He never worked so hard. Every day, his whole body ached. Before that summer, he had pretty much decided he would go to college. By the end, any doubt was removed because he knew he could never work with his hands for a living. Maybe that was his father’s aim all along.
Now, though, as he touched the rough surface of the wall, he realized how much he missed it. Not laying brick. But creating something real.
He stepped out of the shower, dried off and stepped onto his Fitbit scale. 157.8 pounds. Good, he thought. Still under 160.
It was Friday. Some in his office had begun to dress casually on Fridays. But he would be seeing clients and always dressed to impress. So he picked out a dark blue Armani suit, a light blue Ferragamo tie and, as always, a freshly pressed, white cotton shirt.
He got dressed, then checked himself out in a floor-length mirror in his bedroom. The dark suit and light tie were an elegant combination. How could his clients not be impressed?
Back in his kitchen, he poured a bottle of water, a scoop of chocolate whey protein powder and a cup of frozen berries into his Vitamix blender, pressed the button for smoothie, poured it into a tall glass and drank it down.
Then he poured his second cup of coffee into a small, stainless steel travel mug, grabbed his iPhone and Maui Jims, shut his apartment door tight behind him and pressed the button for the elevator.
When he got to the lobby, the receptionist and door man, Robert, greeted him.
“Good morning, Mr. Caruso.”
“Good morning, Robert.”
“You’re looking very sharp this morning.”

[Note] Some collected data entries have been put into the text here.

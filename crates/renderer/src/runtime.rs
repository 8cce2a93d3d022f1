use std::time::{Duration, Instant};

/// Decides when the window loop should request the next redraw.
///
/// Without a cap every wake-up renders and presentation blocks on vsync.
/// With a cap, frames are spaced at least `1 / fps` apart.
#[derive(Debug, Clone)]
pub struct FramePacer {
    interval: Option<Duration>,
    last_frame: Option<Instant>,
}

impl FramePacer {
    pub fn new(target_fps: Option<f32>) -> Self {
        let interval = target_fps
            .filter(|fps| fps.is_finite() && *fps > 0.0)
            .map(|fps| Duration::from_secs_f32(1.0 / fps));
        Self {
            interval,
            last_frame: None,
        }
    }

    pub fn interval(&self) -> Option<Duration> {
        self.interval
    }

    pub fn ready_for_frame(&self, now: Instant) -> bool {
        match (self.interval, self.last_frame) {
            (Some(interval), Some(last)) => now.saturating_duration_since(last) >= interval,
            _ => true,
        }
    }

    /// Earliest instant the next frame may start, when capped.
    pub fn next_deadline(&self) -> Option<Instant> {
        Some(self.last_frame? + self.interval?)
    }

    pub fn mark_rendered(&mut self, now: Instant) {
        self.last_frame = Some(now);
    }

    pub fn reset(&mut self) {
        self.last_frame = None;
    }
}

/// Rolling frames-per-second measurement reported once per window.
#[derive(Debug, Clone)]
pub struct FrameStats {
    window: Duration,
    started: Instant,
    frames: u32,
}

impl FrameStats {
    pub fn new(now: Instant) -> Self {
        Self {
            window: Duration::from_secs(1),
            started: now,
            frames: 0,
        }
    }

    /// Counts one frame; returns the new rate whenever a window completes.
    pub fn record(&mut self, now: Instant) -> Option<f32> {
        self.frames += 1;
        let elapsed = now.saturating_duration_since(self.started);
        if elapsed < self.window {
            return None;
        }
        let fps = self.frames as f32 / elapsed.as_secs_f32();
        self.frames = 0;
        self.started = now;
        Some(fps)
    }
}

#[cfg(test)]
mod tests {
    use super::*;

    #[test]
    fn uncapped_pacer_is_always_ready() {
        let mut pacer = FramePacer::new(None);
        let now = Instant::now();
        assert!(pacer.ready_for_frame(now));
        pacer.mark_rendered(now);
        assert!(pacer.ready_for_frame(now));
        assert_eq!(pacer.next_deadline(), None);
    }

    #[test]
    fn capped_pacer_waits_for_interval() {
        let mut pacer = FramePacer::new(Some(8.0));
        let start = Instant::now();
        assert!(pacer.ready_for_frame(start));
        pacer.mark_rendered(start);
        assert!(!pacer.ready_for_frame(start + Duration::from_millis(50)));
        assert!(pacer.ready_for_frame(start + Duration::from_millis(125)));
        assert_eq!(pacer.next_deadline(), Some(start + Duration::from_millis(125)));
        pacer.reset();
        assert!(pacer.ready_for_frame(start));
    }

    #[test]
    fn invalid_caps_are_ignored() {
        for fps in [0.0, -5.0, f32::NAN, f32::INFINITY] {
            assert_eq!(FramePacer::new(Some(fps)).interval(), None);
        }
    }

    #[test]
    fn stats_report_once_per_window() {
        let start = Instant::now();
        let mut stats = FrameStats::new(start);
        for i in 1..30 {
            assert_eq!(stats.record(start + Duration::from_millis(i * 10)), None);
        }
        let fps = stats.record(start + Duration::from_secs(1)).unwrap();
        assert!((fps - 30.0).abs() < 1e-3);
        assert_eq!(stats.record(start + Duration::from_millis(1500)), None);
    }
}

“Well, thank you, Robert. I’m meeting with some high rollers today.”
“How can they resist?”
Peter smiled. “That’s what I’m banking on, Robert.”
“My money’s on you, Mr. Caruso,” Robert said, as he opened the door for him.
The sun was just rising, and he put on his sunglasses. Robert scooted past him and opened the right rear door of a black Lincoln Town Car that was waiting at the curb.
“Thank you, Robert.”
Then Peter pulled a tightly folded $100 bill from his right pants pocket.
“Have a great weekend, Robert,” he said, discretely handing him the bill. Neither of the men looked down. But Peter looked around to see who might be watching. Sometimes, if someone was walking by, he would unfold the bill just a little and pause for a moment before handing it off.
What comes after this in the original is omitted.